Work to complete
Filter the listing below, copying every line in which the word "overlaps" appears.

* * *

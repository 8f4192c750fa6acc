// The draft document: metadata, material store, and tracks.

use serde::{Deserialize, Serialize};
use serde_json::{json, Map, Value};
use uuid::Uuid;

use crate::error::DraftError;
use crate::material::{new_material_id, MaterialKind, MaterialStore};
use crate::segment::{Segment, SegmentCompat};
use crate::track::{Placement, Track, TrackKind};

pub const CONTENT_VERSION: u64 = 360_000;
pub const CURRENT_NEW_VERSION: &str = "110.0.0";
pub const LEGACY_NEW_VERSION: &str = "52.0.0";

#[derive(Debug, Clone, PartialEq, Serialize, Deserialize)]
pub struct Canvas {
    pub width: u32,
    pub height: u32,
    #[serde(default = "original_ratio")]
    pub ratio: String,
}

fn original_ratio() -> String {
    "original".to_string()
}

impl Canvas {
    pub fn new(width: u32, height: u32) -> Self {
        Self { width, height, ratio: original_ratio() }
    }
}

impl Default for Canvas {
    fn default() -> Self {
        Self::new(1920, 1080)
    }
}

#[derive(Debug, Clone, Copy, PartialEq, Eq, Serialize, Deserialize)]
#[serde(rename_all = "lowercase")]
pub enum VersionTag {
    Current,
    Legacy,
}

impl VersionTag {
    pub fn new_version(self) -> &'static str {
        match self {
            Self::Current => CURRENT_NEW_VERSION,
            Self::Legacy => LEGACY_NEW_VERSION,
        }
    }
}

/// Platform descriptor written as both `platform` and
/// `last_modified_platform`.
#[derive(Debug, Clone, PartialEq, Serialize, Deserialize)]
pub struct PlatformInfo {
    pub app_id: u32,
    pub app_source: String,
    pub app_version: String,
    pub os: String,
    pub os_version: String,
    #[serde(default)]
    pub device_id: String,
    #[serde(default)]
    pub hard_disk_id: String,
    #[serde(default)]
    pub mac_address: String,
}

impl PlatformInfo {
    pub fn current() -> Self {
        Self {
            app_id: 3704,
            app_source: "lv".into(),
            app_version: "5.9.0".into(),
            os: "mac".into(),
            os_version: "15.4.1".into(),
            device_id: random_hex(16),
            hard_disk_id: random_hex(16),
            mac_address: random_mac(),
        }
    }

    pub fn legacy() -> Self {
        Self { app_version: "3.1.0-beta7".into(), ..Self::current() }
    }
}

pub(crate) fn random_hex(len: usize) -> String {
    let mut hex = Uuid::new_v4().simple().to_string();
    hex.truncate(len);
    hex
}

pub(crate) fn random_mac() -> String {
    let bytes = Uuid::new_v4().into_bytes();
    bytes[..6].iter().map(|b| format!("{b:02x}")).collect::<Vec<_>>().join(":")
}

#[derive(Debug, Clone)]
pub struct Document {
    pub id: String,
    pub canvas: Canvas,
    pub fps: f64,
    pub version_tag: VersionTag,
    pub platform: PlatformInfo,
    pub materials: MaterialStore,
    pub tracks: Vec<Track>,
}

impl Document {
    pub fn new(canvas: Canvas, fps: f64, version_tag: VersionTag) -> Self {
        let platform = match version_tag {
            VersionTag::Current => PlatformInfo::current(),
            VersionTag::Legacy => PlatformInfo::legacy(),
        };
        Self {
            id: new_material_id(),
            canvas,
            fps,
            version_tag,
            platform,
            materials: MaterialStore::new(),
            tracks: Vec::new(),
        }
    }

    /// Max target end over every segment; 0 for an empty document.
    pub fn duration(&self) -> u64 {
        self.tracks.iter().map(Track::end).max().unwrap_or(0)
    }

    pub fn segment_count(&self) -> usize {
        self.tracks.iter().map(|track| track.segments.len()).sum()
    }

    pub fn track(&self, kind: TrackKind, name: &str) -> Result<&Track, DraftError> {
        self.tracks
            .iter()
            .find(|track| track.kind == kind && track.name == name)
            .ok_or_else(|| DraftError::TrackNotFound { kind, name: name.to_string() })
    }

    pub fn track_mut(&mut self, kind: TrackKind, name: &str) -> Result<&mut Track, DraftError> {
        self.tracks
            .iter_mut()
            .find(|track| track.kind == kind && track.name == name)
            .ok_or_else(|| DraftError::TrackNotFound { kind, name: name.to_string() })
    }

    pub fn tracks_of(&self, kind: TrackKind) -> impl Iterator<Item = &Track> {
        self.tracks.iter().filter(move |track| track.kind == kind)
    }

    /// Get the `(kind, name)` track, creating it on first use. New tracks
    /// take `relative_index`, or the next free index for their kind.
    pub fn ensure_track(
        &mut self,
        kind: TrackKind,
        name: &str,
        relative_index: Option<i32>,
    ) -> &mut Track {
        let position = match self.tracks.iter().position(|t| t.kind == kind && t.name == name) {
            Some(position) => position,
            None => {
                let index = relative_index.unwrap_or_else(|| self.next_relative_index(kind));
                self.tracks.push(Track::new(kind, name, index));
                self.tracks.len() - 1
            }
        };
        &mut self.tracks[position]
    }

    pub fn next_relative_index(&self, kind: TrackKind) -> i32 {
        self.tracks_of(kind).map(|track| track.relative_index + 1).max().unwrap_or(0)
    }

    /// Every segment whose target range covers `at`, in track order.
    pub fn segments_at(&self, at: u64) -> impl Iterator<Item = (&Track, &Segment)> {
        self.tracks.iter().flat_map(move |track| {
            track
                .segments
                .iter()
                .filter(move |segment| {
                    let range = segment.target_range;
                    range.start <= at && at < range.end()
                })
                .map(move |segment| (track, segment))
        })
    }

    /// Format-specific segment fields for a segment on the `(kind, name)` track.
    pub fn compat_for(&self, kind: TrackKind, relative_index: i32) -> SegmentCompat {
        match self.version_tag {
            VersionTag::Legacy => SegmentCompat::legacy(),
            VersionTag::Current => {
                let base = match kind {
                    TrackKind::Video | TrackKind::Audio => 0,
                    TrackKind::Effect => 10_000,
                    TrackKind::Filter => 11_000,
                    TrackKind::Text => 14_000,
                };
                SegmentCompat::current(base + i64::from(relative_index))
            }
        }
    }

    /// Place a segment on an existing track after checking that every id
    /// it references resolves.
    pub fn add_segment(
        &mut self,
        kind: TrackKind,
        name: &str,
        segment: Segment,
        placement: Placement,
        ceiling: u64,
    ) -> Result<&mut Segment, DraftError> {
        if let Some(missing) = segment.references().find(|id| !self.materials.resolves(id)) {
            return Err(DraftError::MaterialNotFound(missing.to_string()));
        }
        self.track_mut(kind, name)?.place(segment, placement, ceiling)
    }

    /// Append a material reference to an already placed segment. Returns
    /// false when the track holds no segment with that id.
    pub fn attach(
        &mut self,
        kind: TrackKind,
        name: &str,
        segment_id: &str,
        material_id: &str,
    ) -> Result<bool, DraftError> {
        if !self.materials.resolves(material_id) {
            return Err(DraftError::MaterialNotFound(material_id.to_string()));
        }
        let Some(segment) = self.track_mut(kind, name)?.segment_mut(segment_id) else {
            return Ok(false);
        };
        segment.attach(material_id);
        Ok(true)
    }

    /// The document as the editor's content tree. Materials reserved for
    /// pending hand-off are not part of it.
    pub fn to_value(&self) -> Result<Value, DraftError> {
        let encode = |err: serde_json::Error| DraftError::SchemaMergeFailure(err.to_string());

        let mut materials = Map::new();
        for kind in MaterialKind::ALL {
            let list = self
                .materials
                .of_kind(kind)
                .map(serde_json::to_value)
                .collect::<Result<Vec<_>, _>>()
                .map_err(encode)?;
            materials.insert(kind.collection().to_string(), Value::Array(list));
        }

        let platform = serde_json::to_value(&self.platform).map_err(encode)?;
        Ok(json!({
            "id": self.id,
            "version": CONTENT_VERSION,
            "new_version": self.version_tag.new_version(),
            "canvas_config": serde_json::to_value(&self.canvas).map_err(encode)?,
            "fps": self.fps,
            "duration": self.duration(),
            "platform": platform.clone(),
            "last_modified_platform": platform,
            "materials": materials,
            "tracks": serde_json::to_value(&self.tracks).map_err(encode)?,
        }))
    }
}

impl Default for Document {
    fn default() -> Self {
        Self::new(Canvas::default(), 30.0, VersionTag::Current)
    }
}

* * *

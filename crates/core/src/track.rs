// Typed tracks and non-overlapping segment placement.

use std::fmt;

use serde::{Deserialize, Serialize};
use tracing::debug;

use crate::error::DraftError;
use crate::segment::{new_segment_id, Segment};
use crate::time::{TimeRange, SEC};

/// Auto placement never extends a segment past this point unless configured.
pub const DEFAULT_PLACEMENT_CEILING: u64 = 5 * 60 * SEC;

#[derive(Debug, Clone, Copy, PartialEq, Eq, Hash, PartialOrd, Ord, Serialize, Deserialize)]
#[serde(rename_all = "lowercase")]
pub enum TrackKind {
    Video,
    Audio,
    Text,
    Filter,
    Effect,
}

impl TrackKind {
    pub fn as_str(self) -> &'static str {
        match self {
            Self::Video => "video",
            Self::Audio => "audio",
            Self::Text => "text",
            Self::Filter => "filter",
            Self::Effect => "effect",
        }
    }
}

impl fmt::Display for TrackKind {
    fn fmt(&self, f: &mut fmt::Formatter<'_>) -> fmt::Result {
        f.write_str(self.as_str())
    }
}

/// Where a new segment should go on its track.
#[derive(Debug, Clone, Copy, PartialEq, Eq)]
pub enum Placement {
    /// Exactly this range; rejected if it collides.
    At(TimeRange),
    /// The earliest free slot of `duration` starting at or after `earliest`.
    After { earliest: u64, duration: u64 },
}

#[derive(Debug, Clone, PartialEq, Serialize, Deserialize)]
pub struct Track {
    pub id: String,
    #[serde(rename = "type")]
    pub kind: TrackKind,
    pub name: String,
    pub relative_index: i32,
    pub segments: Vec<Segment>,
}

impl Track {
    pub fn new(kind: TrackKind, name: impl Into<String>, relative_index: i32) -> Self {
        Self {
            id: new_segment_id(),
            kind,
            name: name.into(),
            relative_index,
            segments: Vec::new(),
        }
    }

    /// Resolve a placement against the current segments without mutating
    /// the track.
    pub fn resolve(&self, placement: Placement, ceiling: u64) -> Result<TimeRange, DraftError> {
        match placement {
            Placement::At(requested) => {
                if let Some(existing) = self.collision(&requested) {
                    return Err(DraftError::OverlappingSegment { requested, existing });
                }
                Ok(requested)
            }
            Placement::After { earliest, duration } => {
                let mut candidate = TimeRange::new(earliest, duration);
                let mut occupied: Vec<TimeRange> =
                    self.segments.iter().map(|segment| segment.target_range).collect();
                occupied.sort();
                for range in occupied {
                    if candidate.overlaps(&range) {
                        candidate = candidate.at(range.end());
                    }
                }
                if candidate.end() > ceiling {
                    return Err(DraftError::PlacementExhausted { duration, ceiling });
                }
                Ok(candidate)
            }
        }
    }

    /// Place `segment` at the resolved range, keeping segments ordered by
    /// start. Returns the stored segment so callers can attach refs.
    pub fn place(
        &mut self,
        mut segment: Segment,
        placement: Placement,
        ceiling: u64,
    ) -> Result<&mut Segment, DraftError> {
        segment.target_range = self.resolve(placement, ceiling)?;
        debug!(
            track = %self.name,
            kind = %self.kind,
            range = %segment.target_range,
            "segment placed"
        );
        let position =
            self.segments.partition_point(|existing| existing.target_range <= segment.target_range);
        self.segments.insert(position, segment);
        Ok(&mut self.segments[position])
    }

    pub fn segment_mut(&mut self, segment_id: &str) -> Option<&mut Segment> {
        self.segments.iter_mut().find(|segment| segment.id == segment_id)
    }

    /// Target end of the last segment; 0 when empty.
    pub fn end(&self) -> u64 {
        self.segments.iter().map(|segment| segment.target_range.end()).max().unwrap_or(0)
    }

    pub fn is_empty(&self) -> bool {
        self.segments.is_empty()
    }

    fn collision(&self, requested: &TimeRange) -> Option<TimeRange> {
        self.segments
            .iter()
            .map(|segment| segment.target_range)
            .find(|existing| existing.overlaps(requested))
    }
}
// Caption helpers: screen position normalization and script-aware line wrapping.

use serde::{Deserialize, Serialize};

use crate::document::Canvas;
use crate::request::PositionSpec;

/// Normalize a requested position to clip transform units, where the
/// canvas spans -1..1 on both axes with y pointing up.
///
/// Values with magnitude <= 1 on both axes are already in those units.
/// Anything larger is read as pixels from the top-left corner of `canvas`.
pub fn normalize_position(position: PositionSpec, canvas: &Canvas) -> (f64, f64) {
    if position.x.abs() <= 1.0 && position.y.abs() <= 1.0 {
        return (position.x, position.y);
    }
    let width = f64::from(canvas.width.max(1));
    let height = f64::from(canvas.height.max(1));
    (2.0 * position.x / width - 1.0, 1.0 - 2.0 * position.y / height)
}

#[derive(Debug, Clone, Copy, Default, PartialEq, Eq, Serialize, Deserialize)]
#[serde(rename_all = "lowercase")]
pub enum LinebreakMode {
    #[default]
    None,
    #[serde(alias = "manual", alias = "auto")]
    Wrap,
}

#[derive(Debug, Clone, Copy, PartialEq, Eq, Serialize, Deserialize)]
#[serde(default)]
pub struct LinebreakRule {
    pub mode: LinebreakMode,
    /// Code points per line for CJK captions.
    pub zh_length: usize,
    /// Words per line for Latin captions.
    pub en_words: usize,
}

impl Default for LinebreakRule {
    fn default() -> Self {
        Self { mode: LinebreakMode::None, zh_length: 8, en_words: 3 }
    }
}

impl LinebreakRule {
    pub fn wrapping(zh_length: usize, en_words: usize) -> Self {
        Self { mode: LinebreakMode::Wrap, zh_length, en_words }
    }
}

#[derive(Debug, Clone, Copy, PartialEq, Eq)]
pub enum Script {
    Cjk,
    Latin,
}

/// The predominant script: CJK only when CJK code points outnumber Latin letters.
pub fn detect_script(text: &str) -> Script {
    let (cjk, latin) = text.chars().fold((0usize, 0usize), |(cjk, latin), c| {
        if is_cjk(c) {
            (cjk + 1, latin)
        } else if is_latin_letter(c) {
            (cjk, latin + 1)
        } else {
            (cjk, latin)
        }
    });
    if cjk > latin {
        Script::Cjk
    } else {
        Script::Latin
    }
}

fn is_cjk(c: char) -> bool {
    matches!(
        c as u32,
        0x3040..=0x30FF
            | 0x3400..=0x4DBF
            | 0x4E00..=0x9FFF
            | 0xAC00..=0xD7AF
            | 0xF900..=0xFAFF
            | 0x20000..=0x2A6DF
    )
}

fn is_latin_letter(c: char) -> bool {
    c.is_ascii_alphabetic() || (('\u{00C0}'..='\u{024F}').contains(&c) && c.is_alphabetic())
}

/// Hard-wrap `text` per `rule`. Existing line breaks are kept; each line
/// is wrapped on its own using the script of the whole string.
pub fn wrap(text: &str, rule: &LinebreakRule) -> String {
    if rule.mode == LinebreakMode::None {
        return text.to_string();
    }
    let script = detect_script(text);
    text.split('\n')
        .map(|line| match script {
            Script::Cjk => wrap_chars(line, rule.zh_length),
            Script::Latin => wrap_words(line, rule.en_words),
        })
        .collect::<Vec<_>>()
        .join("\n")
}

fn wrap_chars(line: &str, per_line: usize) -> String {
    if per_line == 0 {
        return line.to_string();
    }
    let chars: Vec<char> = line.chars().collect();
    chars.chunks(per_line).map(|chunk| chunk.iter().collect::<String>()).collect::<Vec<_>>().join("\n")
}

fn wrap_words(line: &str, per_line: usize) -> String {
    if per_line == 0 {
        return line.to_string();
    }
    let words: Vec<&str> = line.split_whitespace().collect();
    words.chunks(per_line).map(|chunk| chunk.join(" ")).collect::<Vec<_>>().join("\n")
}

* * *

Solution for this task
                    if candidate.overlaps(&range) {
            .find(|existing| existing.overlaps(requested))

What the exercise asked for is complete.